* [Assigned task]: Your answer should consist of each line below that includes the word "TcpProbe".

Dataset entries
========
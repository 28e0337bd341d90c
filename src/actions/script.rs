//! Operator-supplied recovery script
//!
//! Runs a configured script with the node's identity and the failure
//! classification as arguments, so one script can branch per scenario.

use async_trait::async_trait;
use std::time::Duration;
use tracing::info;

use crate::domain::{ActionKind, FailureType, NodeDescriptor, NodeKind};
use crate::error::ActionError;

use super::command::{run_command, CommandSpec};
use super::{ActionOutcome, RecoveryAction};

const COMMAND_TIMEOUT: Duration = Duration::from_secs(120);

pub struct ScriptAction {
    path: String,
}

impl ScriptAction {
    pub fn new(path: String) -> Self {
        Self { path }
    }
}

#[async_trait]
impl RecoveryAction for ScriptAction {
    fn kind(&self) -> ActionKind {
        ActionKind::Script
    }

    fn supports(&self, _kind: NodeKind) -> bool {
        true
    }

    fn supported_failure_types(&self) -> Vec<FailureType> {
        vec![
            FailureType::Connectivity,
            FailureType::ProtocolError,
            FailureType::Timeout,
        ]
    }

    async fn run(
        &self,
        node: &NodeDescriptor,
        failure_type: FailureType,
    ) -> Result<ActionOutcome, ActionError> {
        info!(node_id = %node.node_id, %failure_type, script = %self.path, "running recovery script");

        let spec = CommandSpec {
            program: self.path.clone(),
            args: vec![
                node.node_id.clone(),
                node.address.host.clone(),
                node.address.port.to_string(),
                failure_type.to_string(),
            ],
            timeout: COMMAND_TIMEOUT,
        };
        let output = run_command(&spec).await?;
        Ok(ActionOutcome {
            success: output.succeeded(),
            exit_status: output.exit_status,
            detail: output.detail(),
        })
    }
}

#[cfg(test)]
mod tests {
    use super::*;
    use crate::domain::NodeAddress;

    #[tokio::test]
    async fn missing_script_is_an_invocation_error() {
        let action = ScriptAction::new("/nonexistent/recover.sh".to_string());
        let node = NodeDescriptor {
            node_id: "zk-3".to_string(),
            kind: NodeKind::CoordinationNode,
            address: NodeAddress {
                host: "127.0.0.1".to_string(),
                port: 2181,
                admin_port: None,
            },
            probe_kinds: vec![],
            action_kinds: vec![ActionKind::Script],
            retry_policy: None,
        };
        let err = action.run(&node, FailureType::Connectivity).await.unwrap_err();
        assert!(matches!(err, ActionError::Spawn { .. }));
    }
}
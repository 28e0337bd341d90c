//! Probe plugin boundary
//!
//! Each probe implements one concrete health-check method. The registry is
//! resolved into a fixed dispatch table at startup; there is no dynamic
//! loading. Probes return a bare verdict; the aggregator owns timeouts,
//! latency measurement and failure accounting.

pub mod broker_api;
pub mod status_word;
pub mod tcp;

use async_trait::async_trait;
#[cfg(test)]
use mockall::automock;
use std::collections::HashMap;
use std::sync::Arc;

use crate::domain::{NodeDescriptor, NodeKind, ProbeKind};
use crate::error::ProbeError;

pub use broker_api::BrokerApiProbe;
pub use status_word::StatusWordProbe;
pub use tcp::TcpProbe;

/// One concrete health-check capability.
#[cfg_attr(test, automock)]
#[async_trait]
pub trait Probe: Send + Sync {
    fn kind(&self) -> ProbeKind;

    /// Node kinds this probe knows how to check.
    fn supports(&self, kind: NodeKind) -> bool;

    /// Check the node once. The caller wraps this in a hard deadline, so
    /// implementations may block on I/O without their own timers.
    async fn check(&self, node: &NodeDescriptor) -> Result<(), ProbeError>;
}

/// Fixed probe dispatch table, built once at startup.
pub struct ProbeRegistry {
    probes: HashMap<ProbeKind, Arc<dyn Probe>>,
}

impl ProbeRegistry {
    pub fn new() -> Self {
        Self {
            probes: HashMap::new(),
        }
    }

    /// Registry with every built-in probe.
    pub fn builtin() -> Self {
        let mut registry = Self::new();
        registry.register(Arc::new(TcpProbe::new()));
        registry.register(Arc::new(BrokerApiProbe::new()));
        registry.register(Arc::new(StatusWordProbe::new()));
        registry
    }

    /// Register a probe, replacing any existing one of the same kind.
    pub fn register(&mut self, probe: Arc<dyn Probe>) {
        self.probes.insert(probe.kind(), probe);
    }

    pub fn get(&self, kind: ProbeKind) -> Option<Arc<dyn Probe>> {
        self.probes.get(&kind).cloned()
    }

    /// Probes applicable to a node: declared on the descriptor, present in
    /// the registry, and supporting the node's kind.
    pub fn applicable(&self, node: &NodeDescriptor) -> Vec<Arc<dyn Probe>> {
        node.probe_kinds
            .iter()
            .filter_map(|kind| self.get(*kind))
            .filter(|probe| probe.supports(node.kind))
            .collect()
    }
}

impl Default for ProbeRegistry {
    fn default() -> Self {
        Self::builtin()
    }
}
========
* [Result for this exercise]:
pub use tcp::TcpProbe;
        registry.register(Arc::new(TcpProbe::new()));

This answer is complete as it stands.